Life lessons - don't eat taramasalata before a facial


I'll start with a life lesson: don't eat taramasalata before a facial. My failure to abide by this resulted in the most middle class of all middle class problems. What should have been a relaxing experience started to become nerve wracking when I was lying on the therapists bed and my mind wandered from the whale music and I realised that I probably smell of the large quantities of fish roe and garlic I had just snaffled. Should I 'fess up? Would this make the situation weirder? Or just keep my mouth clamped shut for the entirety of the session? I'm a Brit through and through so went with the second, more cowardly option. Similarly, don't eat taramasalata before an eye examination, before playing Chinese whispers or "pass-the-orange-using-only-your-chin", a job interview, getting your fringe cut or a date. In fact, don't touch the fishy stuff before any close face to face encounter with another human being.

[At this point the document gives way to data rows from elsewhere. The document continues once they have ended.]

//! Scalar KPI computation over an enriched visit table.

use polars::prelude::*;

use ward_ingest::{f64_column, i64_column};
use ward_model::{KpiSummary, columns, round_dp};

use crate::error::{Result, TransformError};

fn flag_rate(frame: &DataFrame, name: &str) -> Result<f64> {
    let column = i64_column(frame, name)?;
    column.mean().ok_or_else(|| TransformError::NoData {
        column: name.to_string(),
    })
}

/// Mean length of stay over inpatient records only, `None` when the table
/// has no inpatient records.
fn inpatient_avg_stay(frame: &DataFrame) -> Result<Option<f64>> {
    let stays = i64_column(frame, columns::LENGTH_OF_STAY)?;
    let flags = i64_column(frame, columns::IS_INPATIENT)?;
    let mut sum = 0.0;
    let mut count = 0u64;
    for (stay, flag) in stays.iter().zip(flags.iter()) {
        if flag == Some(1) {
            if let Some(stay) = stay {
                sum += stay as f64;
                count += 1;
            }
        }
    }
    if count == 0 {
        Ok(None)
    } else {
        Ok(Some(round_dp(sum / count as f64, 3)))
    }
}

/// Computes the scalar KPI summary for one pipeline run.
///
/// Every rate is an unweighted mean over all records; rates are rounded to
/// 3 decimals and costs to 2. `opd_share` is derived from the occupancy
/// mean before rounding, so the two shares sum to 1 within rounding error.
pub fn compute_kpis(frame: &DataFrame) -> Result<KpiSummary> {
    let occupancy = flag_rate(frame, columns::IS_INPATIENT)?;
    let costs = f64_column(frame, columns::TREATMENT_COST)?;
    let avg_cost = costs.mean().ok_or_else(|| TransformError::NoData {
        column: columns::TREATMENT_COST.to_string(),
    })?;
    Ok(KpiSummary {
        occupancy_rate: round_dp(occupancy, 3),
        icu_rate: round_dp(flag_rate(frame, columns::ICU_FLAG)?, 3),
        avg_length_of_stay: inpatient_avg_stay(frame)?,
        readmission_rate: round_dp(flag_rate(frame, columns::READMITTED)?, 3),
        mortality_rate: round_dp(flag_rate(frame, columns::MORTALITY_FLAG)?, 3),
        complication_rate: round_dp(flag_rate(frame, columns::COMPLICATION_FLAG)?, 3),
        avg_treatment_cost: round_dp(avg_cost, 2),
        opd_share: round_dp(1.0 - occupancy, 3),
    })
}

That said absolutely DO make taramasalata. I now put taramasalata in the same category as Turkish delight: you think you don't like it, you have had the bright pink stuff forced upon you to much revulsion but it turns out the real stuff is nothing like the aggressively flavoured interlopers of the 80s. Just like Turkish delight, when you make it yourself, taramasalata is more velvety, more unctuous, and both far more delicately flavoured and coloured. Forget the luridly pink gritty paste and imagine being french kissed by a mermaid. A really sexy but slightly fish mermaid who has had a really good facial.  

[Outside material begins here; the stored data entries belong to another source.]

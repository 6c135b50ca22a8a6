//! Determinism and record-invariant checks for the synthetic generator.

use chrono::NaiveDate;
use proptest::prelude::*;

use ward_ingest::{f64_column, i64_column, str_column};
use ward_model::{DATE_FORMAT, columns};
use ward_synth::{SynthOptions, generate_to_csv, generate_visits};

fn options(records: usize, seed: u64) -> SynthOptions {
    SynthOptions {
        records,
        seed,
        ..SynthOptions::default()
    }
}

proptest! {
    #![proptest_config(ProptestConfig::with_cases(16))]

    #[test]
    fn prop_same_seed_same_table(records in 1usize..48, seed in 0u64..512) {
        let first = generate_visits(&options(records, seed)).unwrap();
        let second = generate_visits(&options(records, seed)).unwrap();
        prop_assert!(first.equals_missing(&second));
    }

    #[test]
    fn prop_every_record_holds_invariants(records in 1usize..48, seed in 0u64..512) {
        let frame = generate_visits(&options(records, seed)).unwrap();
        let stays = i64_column(&frame, columns::LENGTH_OF_STAY).unwrap();
        let risks = f64_column(&frame, columns::RISK_SCORE).unwrap();
        let costs = f64_column(&frame, columns::TREATMENT_COST).unwrap();
        let admissions = str_column(&frame, columns::ADMISSION_DATE).unwrap();
        let discharges = str_column(&frame, columns::DISCHARGE_DATE).unwrap();
        for idx in 0..frame.height() {
            prop_assert!(stays.get(idx).unwrap() >= 1);
            let risk = risks.get(idx).unwrap();
            prop_assert!((0.0..=1.0).contains(&risk));
            prop_assert!(costs.get(idx).unwrap() >= 800.0);
            let admitted =
                NaiveDate::parse_from_str(admissions.get(idx).unwrap(), DATE_FORMAT).unwrap();
            let discharged =
                NaiveDate::parse_from_str(discharges.get(idx).unwrap(), DATE_FORMAT).unwrap();
            prop_assert!(discharged > admitted);
        }
    }

    #[test]
    fn prop_same_seed_same_bytes(records in 1usize..32, seed in 0u64..512) {
        let dir = tempfile::tempdir().unwrap();
        let first_path = dir.path().join("first.csv");
        let second_path = dir.path().join("second.csv");
        generate_to_csv(&first_path, &options(records, seed)).unwrap();
        generate_to_csv(&second_path, &options(records, seed)).unwrap();
        let first = std::fs::read(&first_path).unwrap();
        let second = std::fs::read(&second_path).unwrap();
        prop_assert_eq!(first, second);
    }
}

#[test]
fn different_seeds_give_different_tables() {
    let base = generate_visits(&options(64, 42)).unwrap();
    let other = generate_visits(&options(64, 43)).unwrap();
    assert!(!base.equals_missing(&other));
}

#[test]
fn generated_csv_loads_back_through_the_typed_reader() {
    let dir = tempfile::tempdir().unwrap();
    let path = dir.path().join("raw/patient_events.csv");
    let written = generate_to_csv(&path, &options(25, 7)).unwrap();
    let loaded = ward_ingest::load_visits(&path).unwrap();
    assert_eq!(loaded.height(), written.height());
    assert!(loaded.equals_missing(&written));
}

To whip up this batch we went for the recipe by Tom Kerridge - you can find a copy of it here. We tweaked the recipe slightly, going for a rapeseed oil instead of olive oil. The rationale being that, just as is the case with pesto, pure olive oil can give a bitter flavour and it is better to go for a more neutral flavour leaving the olive oil for drizzling on the top. In a move that is very unlike us, we also held back on the garlic using only two cloves, albeit it plumpcious ones. In retrospect we would have used even less, maybe only one and half.

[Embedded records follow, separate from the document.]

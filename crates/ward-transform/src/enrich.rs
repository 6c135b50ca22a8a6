//! Per-record feature derivation on a loaded visit table.

use chrono::NaiveDate;
use polars::prelude::*;

use ward_ingest::{f64_column, i64_column, str_column};
use ward_model::vocab::AdmissionType;
use ward_model::{DATE_FORMAT, columns, round_dp};

use crate::error::{Result, TransformError};
use crate::week::week_start;

const DERIVED_COLUMNS: [&str; 4] = [
    columns::ADMISSION_WEEK,
    columns::DISCHARGE_WEEK,
    columns::IS_INPATIENT,
    columns::COST_PER_DAY,
];

fn week_starts(source: &str, dates: &StringChunked) -> Result<Vec<Option<String>>> {
    dates
        .iter()
        .map(|value| match value {
            Some(raw) => {
                let date = NaiveDate::parse_from_str(raw, DATE_FORMAT).map_err(|_| {
                    TransformError::InvalidDate {
                        column: source.to_string(),
                        value: raw.to_string(),
                    }
                })?;
                Ok(Some(week_start(date).format(DATE_FORMAT).to_string()))
            }
            None => Ok(None),
        })
        .collect()
}

/// Adds the derived feature columns to a visit table.
///
/// Appends `admission_week`, `discharge_week`, `is_inpatient`, and
/// `cost_per_day`. Existing derived columns are replaced, so enriching an
/// already-enriched table yields the same result.
pub fn enrich_visits(frame: &DataFrame) -> Result<DataFrame> {
    let admission_dates = str_column(frame, columns::ADMISSION_DATE)?;
    let discharge_dates = str_column(frame, columns::DISCHARGE_DATE)?;
    let admission_types = str_column(frame, columns::ADMISSION_TYPE)?;
    let costs = f64_column(frame, columns::TREATMENT_COST)?;
    let stays = i64_column(frame, columns::LENGTH_OF_STAY)?;

    let admission_weeks = week_starts(columns::ADMISSION_DATE, admission_dates)?;
    let discharge_weeks = week_starts(columns::DISCHARGE_DATE, discharge_dates)?;

    let inpatient_flags: Vec<i64> = admission_types
        .iter()
        .map(|value| i64::from(value == Some(AdmissionType::Inpatient.as_str())))
        .collect();

    let cost_per_day: Vec<Option<f64>> = costs
        .iter()
        .zip(stays.iter())
        .map(|pair| match pair {
            (Some(cost), Some(stay)) => Some(round_dp(cost / stay as f64, 2)),
            _ => None,
        })
        .collect();

    let mut out: Vec<Column> = frame
        .get_columns()
        .iter()
        .filter(|column| !DERIVED_COLUMNS.contains(&column.name().as_str()))
        .cloned()
        .collect();
    out.push(Series::new(columns::ADMISSION_WEEK.into(), admission_weeks).into());
    out.push(Series::new(columns::DISCHARGE_WEEK.into(), discharge_weeks).into());
    out.push(Series::new(columns::IS_INPATIENT.into(), inpatient_flags).into());
    out.push(Series::new(columns::COST_PER_DAY.into(), cost_per_day).into());
    Ok(DataFrame::new(out)?)
}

As recipes go, this one is a cracker. You could happily halve the quantities as the measures in the recipe produce a party sized tub. That is no bad thing as I have found that taramasalata this good happily slathers itself on most breads, is welcomingly mopped up by asparagus and can be daubed on pretty much anything savoury that needs an injection of fishy-velvety-umami. Kerridge serves it with slow cooked pork and flatbreads - more on that later.

Hummous is dead, long live taramasalata.